Dynamic Input Parameters

OpenVINO Model Server servables can be configured to accept data with different batch sizes and in different shapes. There are multiple ways of enabling dynamic inputs depending on the kind of servable.

Single Models:

  • dynamic input shape with dynamic IR/ONNX model - leverage OpenVINO native dynamic shape feature to send data with arbitrary shape. Consider using this option if model accepts dynamic dimensions.

  • dynamic input shape with binary input format - send data in binary format (JPEG or PNG encoded), so the Model Server will adjust the input during data decoding.
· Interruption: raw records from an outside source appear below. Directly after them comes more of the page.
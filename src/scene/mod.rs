//! Scene state and the per-frame step
//!
//! Owns everything the frame loop mutates: the glyph field, the padlock
//! model and its container rotation, the camera, and the orbit controls.
//! Assets arrive in the background after startup; the scene animates from
//! the first frame and renders whatever it has.

mod camera;
mod controls;

pub use camera::{Camera, ViewTransform};
pub use controls::OrbitControls;

use std::f64::consts::TAU;

use crate::assets::{DigitFace, LockModel};
use crate::config::LockrainConfig;
use crate::field::{GlyphField, Xorshift64};

/// Y rotation added to the lock container every frame, in radians
pub const LOCK_SPIN: f64 = 0.01;

/// Vertical offset that centers the padlock inside its spinning container
pub const LOCK_OFFSET_Y: f64 = -18.0;

/// Where an asset stands, from the scene's point of view
#[derive(Debug, Clone, Copy, PartialEq, Eq)]
pub enum AssetStatus {
    Loading,
    Ready,
    Failed,
}

/// Everything the animation loop reads and advances
pub struct Scene {
    config: LockrainConfig,
    field: GlyphField,
    typeface: Option<DigitFace>,
    lock: Option<LockModel>,
    lock_rotation: f64,
    camera: Camera,
    controls: OrbitControls,
    rng: Xorshift64,
    frame: u64,
    typeface_failed: bool,
    lock_failed: bool,
    failures: Vec<String>,
}

impl Scene {
    /// Build a scene with no assets yet: an empty field, the camera on its
    /// starting ring position, the lock slot vacant
    pub fn new(config: LockrainConfig) -> Self {
        let rng = match config.scene.seed {
            Some(seed) => Xorshift64::new(seed),
            None => Xorshift64::from_clock(),
        };
        let camera = Camera::new(config.camera.fov_degrees);
        let controls = OrbitControls::new(&config.camera);
        let field = GlyphField::empty(config.scene.min_y, config.scene.max_y);

        Scene {
            config,
            field,
            typeface: None,
            lock: None,
            lock_rotation: 0.0,
            camera,
            controls,
            rng,
            frame: 0,
            typeface_failed: false,
            lock_failed: false,
            failures: Vec::new(),
        }
    }

    /// The typeface arrived: populate the cylinder
    pub fn install_typeface(&mut self, face: DigitFace) {
        self.field = GlyphField::generate(&self.config.scene, &mut self.rng);
        self.typeface = Some(face);
        self.typeface_failed = false;
    }

    /// The typeface could not be loaded. The field stays empty; the rest of
    /// the scene keeps animating.
    pub fn typeface_unavailable(&mut self, reason: String) {
        self.typeface_failed = true;
        self.failures.push(format!("typeface unavailable: {}", reason));
    }

    /// The padlock model arrived
    pub fn install_lock(&mut self, model: LockModel) {
        self.lock = Some(model);
        self.lock_failed = false;
    }

    /// The padlock model could not be loaded
    pub fn lock_unavailable(&mut self, reason: String) {
        self.lock_failed = true;
        self.failures
            .push(format!("padlock model unavailable: {}", reason));
    }

    /// Advance the scene by one frame: coast the orbit, spin the lock
    /// container, move every glyph down its line
    pub fn step(&mut self) {
        self.controls.update();
        self.lock_rotation = (self.lock_rotation + LOCK_SPIN).rem_euclid(TAU);
        self.field.step();
        self.frame += 1;
    }

    pub fn config(&self) -> &LockrainConfig {
        &self.config
    }

    pub fn field(&self) -> &GlyphField {
        &self.field
    }

    pub fn typeface(&self) -> Option<&DigitFace> {
        self.typeface.as_ref()
    }

    pub fn lock(&self) -> Option<&LockModel> {
        self.lock.as_ref()
    }

    /// Current Y rotation of the lock container, always in [0, tau)
    pub fn lock_rotation(&self) -> f64 {
        self.lock_rotation
    }

    pub fn camera(&self) -> &Camera {
        &self.camera
    }

    pub fn controls(&self) -> &OrbitControls {
        &self.controls
    }

    pub fn controls_mut(&mut self) -> &mut OrbitControls {
        &mut self.controls
    }

    pub fn frame(&self) -> u64 {
        self.frame
    }

    pub fn typeface_status(&self) -> AssetStatus {
        if self.typeface.is_some() {
            AssetStatus::Ready
        } else if self.typeface_failed {
            AssetStatus::Failed
        } else {
            AssetStatus::Loading
        }
    }

    pub fn lock_status(&self) -> AssetStatus {
        if self.lock.is_some() {
            AssetStatus::Ready
        } else if self.lock_failed {
            AssetStatus::Failed
        } else {
            AssetStatus::Loading
        }
    }

    /// Load failures collected so far, in arrival order
    pub fn asset_failures(&self) -> &[String] {
        &self.failures
    }
}

#[cfg(test)]
mod tests {
    use super::*;
    use crate::assets::parse_typeface;

    fn small_config() -> LockrainConfig {
        let mut config = LockrainConfig::default();
        config.scene.number_of_lines = 4;
        config.scene.numbers_per_line = 3;
        config.scene.seed = Some(7);
        config
    }

    fn face() -> DigitFace {
        parse_typeface(
            r####"{"name": "t", "glyphs": {"0": ["##", "##"], "1": [".#", ".#"]}}"####,
        )
        .unwrap()
    }

    fn lock() -> LockModel {
        LockModel::parse_obj("v 0 0 0\nv 1 0 0\nv 1 1 0\nl 1 2 3\n").unwrap()
    }

    #[test]
    fn test_new_scene_is_empty_and_loading() {
        let scene = Scene::new(small_config());

        assert!(scene.field().is_empty());
        assert_eq!(scene.frame(), 0);
        assert_eq!(scene.lock_rotation(), 0.0);
        assert_eq!(scene.typeface_status(), AssetStatus::Loading);
        assert_eq!(scene.lock_status(), AssetStatus::Loading);
    }

    #[test]
    fn test_typeface_arrival_populates_field() {
        let mut scene = Scene::new(small_config());
        scene.install_typeface(face());

        assert_eq!(scene.field().glyph_count(), 4 * 3);
        assert_eq!(scene.typeface_status(), AssetStatus::Ready);
    }

    #[test]
    fn test_animation_runs_without_typeface() {
        let mut scene = Scene::new(small_config());
        scene.typeface_unavailable("connection refused".to_string());
        scene.install_lock(lock());

        for _ in 0..10 {
            scene.step();
        }

        assert!(scene.field().is_empty());
        assert_eq!(scene.frame(), 10);
        assert!((scene.lock_rotation() - 10.0 * LOCK_SPIN).abs() < 1e-12);
        assert_eq!(scene.typeface_status(), AssetStatus::Failed);
        assert_eq!(scene.lock_status(), AssetStatus::Ready);
    }

    #[test]
    fn test_step_advances_field_and_spin() {
        let mut scene = Scene::new(small_config());
        scene.install_typeface(face());

        let y_before = scene.field().glyphs().next().unwrap().position.y;
        scene.step();
        let y_after = scene.field().glyphs().next().unwrap().position.y;

        assert!(y_after < y_before);
        assert!((scene.lock_rotation() - LOCK_SPIN).abs() < 1e-12);
        assert_eq!(scene.frame(), 1);
    }

    #[test]
    fn test_lock_rotation_stays_bounded() {
        let mut scene = Scene::new(small_config());
        for _ in 0..100_000 {
            scene.step();
        }

        assert!(scene.lock_rotation() >= 0.0);
        assert!(scene.lock_rotation() < TAU);
    }

    #[test]
    fn test_step_coasts_the_orbit() {
        let mut scene = Scene::new(small_config());
        scene.controls_mut().rotate(0.05);
        scene.step();

        assert!(scene.controls().azimuth() > 0.0);
    }

    #[test]
    fn test_seeded_scenes_agree() {
        let mut a = Scene::new(small_config());
        let mut b = Scene::new(small_config());
        a.install_typeface(face());
        b.install_typeface(face());

        let digits_a: Vec<char> = a.field().glyphs().map(|g| g.digit).collect();
        let digits_b: Vec<char> = b.field().glyphs().map(|g| g.digit).collect();
        assert_eq!(digits_a, digits_b);
    }

    #[test]
    fn test_failures_are_recorded_once_each() {
        let mut scene = Scene::new(small_config());
        scene.typeface_unavailable("404".to_string());
        scene.lock_unavailable("no such file".to_string());

        assert_eq!(scene.asset_failures().len(), 2);
        assert!(scene.asset_failures()[0].contains("404"));
        assert!(scene.asset_failures()[1].contains("no such file"));
    }
}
Consider this option in case of slower networks to minimize amount of data transferred over the network and fit image size to the size accepted by endpoint.

  • [DEPRECATED] dynamic batch size with automatic model reloading - configure the Model Server to reload the model each time it receives a request with a batch size other than what is currently set. Consider using this option when request batch size may change, but usually stays the same. Each request with varying batch size will impact the performance due to model reloading.

  • [DEPRECATED] dynamic shape with automatic model reloading - configure the Model Server to reload the model each time the model receives a request with data in shape other than what is currently set. Consider using this option when request shape may change, but usually stays the same. Each request with varying shape will impact the performance due to model reloading.

DAG Pipelines:

  • dynamic batch size with a demultiplexer - create a simple pipeline that splits data of any batch size and performs inference on each element in the batch separately. Consider using this option if incoming requests will be containing various batch size. This option does not need to reload underlying model, therefore there is no model reloading impact on the performance.

  • dynamic input shape with a custom node - create a simple pipeline by pairing your model with a custom node that performs data preprocessing and provides the model with data in an acceptable shape. Consider this option if you want to fit the image into model shape by performing image resize operation before inference. This may affect accuracy.

MediaPipe Graphs:

OpenVINO Model Server accepts several data types that can be handled on MediaPipe graph input. Whether the input is dynamic or not depends on what happens next in the graph. There are 4 situations when input to the graph can be dynamic:

  • Next node in the graph uses OpenVINOInferenceCalculator that runs inference on a model that accepts dynamic inputs. Such node expects input stream with a tag starting with OVTENSOR prefix.

  • Next node in the graph uses a calculator that handles input in MediaPipe ImageFrame format. Model Server converts data from the KServe request to MediaPipe ImageFrame for input streams which tags start with IMAGE prefix.

  • Next node in the graph uses a calculator that can decode raw KServe request. In such case dynamic input handling must be implemented as part of the calculator logic since model server passes the request to the calculator as-is. Such node expects input stream with a tag starting with REQUEST prefix.

  • Next node in the graph uses PythonExecutorCalculator. In such case data in the KServe request will be available to the user as input argument of their Python execute function. Such node expects input stream with a tag starting with OVMS_PY_TENSOR prefix.